● REQUIREMENT: Once you have counted the lines below that contain "true", give that number and nothing else.

Collected data
<<<<
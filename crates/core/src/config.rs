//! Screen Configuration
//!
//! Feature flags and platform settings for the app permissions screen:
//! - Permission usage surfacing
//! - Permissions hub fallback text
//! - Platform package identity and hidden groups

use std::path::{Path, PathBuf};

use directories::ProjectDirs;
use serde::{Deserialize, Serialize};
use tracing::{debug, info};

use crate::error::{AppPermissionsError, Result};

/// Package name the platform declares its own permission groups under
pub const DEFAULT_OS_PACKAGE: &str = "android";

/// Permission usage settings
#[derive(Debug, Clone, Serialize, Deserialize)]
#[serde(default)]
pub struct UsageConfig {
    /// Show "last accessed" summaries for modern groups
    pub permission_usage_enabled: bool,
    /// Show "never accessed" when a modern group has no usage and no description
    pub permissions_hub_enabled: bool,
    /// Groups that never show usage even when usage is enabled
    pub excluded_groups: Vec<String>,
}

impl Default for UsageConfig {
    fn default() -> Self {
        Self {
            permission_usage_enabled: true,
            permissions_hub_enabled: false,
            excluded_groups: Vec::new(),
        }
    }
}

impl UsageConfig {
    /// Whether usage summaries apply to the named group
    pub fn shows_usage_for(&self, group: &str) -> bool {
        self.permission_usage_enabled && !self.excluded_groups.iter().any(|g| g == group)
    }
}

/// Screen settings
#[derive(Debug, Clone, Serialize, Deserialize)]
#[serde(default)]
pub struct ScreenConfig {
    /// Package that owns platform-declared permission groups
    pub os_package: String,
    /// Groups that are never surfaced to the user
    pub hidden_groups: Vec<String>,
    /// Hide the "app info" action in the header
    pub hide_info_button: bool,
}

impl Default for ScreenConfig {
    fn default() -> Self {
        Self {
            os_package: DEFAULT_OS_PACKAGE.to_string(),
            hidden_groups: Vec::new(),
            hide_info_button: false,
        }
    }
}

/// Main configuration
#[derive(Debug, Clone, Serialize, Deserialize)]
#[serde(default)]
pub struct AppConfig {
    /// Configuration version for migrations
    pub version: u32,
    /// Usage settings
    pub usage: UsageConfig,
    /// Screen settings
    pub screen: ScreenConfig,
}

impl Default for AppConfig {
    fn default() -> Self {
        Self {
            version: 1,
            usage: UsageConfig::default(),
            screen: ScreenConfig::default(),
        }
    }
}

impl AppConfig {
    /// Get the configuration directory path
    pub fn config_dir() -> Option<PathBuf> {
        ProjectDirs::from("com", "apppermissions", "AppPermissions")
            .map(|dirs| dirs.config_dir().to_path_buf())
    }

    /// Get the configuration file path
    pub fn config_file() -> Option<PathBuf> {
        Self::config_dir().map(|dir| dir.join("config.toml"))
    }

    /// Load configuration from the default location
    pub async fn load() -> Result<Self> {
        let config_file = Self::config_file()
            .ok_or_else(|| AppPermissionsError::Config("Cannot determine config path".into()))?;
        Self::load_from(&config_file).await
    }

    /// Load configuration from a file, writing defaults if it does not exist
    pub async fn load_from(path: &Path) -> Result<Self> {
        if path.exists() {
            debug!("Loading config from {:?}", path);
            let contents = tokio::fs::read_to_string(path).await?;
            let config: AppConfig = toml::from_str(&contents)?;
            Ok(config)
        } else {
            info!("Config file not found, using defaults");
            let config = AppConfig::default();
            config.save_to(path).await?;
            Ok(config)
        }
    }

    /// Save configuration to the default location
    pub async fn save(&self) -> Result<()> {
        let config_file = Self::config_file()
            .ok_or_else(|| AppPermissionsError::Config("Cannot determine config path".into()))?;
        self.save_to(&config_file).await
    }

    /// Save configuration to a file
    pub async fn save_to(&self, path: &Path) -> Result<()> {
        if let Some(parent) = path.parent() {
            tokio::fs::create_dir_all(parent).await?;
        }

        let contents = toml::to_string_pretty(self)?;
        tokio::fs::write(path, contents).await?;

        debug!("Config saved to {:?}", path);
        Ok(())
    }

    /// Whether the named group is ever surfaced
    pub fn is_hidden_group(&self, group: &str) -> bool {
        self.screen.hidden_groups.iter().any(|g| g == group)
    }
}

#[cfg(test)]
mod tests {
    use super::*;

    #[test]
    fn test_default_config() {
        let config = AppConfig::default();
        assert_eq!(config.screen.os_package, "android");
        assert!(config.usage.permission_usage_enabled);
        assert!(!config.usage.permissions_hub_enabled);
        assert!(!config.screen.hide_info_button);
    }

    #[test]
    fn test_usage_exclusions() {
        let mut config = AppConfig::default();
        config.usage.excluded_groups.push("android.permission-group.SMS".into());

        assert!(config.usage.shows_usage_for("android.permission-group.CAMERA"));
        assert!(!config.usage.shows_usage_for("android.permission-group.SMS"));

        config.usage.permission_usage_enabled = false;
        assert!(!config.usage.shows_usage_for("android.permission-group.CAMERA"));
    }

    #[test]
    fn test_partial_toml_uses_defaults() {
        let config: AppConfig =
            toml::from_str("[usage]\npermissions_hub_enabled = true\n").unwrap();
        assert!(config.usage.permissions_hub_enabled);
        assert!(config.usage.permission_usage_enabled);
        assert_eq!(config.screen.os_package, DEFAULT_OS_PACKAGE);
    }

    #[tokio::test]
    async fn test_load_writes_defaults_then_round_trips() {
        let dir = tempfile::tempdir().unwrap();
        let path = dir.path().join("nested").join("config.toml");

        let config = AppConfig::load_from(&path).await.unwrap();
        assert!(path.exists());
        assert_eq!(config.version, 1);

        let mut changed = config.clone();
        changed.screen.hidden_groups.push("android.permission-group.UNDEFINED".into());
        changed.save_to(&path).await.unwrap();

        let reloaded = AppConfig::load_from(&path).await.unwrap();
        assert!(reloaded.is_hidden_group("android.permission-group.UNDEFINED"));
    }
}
>>>>
<<<<
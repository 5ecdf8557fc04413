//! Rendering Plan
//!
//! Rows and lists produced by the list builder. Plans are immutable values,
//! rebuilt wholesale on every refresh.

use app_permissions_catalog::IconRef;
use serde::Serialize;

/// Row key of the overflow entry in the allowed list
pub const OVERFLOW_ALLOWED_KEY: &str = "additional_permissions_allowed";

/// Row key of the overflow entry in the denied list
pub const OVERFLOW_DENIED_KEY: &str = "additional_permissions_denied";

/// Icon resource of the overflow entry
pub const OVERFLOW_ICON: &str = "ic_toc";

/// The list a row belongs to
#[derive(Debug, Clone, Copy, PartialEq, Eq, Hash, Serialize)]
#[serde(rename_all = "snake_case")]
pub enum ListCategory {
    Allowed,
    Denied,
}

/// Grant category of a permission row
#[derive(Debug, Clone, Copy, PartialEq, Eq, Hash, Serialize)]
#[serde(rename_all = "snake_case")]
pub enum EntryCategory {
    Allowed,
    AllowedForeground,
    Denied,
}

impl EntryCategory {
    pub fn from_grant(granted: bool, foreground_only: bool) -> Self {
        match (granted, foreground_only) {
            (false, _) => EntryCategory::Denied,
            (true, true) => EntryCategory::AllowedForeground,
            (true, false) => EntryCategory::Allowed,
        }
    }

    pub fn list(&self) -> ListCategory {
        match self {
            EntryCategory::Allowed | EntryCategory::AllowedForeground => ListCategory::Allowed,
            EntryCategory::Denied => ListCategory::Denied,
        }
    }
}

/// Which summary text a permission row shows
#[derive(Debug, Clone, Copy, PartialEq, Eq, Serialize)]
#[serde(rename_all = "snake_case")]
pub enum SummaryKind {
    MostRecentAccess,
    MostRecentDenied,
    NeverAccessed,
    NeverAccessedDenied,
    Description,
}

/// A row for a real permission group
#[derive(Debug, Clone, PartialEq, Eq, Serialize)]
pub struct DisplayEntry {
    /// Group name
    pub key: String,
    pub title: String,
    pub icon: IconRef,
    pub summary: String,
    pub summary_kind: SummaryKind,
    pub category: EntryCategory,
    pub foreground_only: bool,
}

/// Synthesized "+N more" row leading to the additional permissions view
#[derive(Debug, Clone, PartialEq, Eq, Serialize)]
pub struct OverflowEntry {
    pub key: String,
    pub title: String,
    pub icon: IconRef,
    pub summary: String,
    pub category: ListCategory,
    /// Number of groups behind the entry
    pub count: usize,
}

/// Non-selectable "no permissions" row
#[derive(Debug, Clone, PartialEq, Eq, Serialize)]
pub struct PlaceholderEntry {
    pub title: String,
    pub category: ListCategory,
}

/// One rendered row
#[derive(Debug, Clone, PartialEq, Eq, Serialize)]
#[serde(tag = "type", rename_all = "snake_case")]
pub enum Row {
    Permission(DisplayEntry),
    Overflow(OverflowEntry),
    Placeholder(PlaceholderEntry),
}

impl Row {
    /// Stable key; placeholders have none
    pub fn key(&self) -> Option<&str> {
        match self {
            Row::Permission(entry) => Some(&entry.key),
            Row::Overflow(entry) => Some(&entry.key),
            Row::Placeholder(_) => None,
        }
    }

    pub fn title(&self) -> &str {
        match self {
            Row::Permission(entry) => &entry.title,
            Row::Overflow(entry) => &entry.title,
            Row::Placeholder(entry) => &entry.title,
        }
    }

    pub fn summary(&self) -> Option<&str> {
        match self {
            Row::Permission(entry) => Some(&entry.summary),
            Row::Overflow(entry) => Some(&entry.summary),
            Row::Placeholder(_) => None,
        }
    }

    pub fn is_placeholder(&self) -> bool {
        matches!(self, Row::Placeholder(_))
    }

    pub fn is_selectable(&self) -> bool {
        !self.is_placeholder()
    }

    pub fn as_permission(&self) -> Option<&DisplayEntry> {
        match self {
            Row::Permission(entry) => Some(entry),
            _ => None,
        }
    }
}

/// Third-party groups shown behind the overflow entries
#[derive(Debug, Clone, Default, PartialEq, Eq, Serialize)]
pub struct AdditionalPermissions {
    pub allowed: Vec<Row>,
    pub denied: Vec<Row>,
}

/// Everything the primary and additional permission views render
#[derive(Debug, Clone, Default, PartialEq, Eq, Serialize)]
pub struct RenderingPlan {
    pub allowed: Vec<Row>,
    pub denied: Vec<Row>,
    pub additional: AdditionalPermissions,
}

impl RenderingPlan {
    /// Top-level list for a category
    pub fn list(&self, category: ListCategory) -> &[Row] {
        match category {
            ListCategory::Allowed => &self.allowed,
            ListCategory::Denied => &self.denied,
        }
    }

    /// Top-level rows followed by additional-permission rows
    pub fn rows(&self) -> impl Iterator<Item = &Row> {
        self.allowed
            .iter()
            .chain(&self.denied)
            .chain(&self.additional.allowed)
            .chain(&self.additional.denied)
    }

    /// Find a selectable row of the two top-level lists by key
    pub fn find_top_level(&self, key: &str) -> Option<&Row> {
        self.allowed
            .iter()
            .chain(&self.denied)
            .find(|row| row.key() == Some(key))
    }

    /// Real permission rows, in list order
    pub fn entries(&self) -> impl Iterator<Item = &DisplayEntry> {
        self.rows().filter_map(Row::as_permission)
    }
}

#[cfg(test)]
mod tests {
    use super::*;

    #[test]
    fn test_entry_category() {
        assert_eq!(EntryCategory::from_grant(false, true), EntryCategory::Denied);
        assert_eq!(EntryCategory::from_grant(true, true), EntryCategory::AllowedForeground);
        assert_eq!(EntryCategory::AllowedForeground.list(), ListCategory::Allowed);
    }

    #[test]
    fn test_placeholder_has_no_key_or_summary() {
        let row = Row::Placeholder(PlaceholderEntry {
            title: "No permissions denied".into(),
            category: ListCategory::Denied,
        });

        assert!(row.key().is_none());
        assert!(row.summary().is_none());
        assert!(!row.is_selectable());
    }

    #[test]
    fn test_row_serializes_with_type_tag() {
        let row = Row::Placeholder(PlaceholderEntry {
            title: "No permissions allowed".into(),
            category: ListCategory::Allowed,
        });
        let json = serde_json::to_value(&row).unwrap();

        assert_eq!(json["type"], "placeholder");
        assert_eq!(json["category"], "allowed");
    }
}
>>>>
● TASK SOLUTION: 6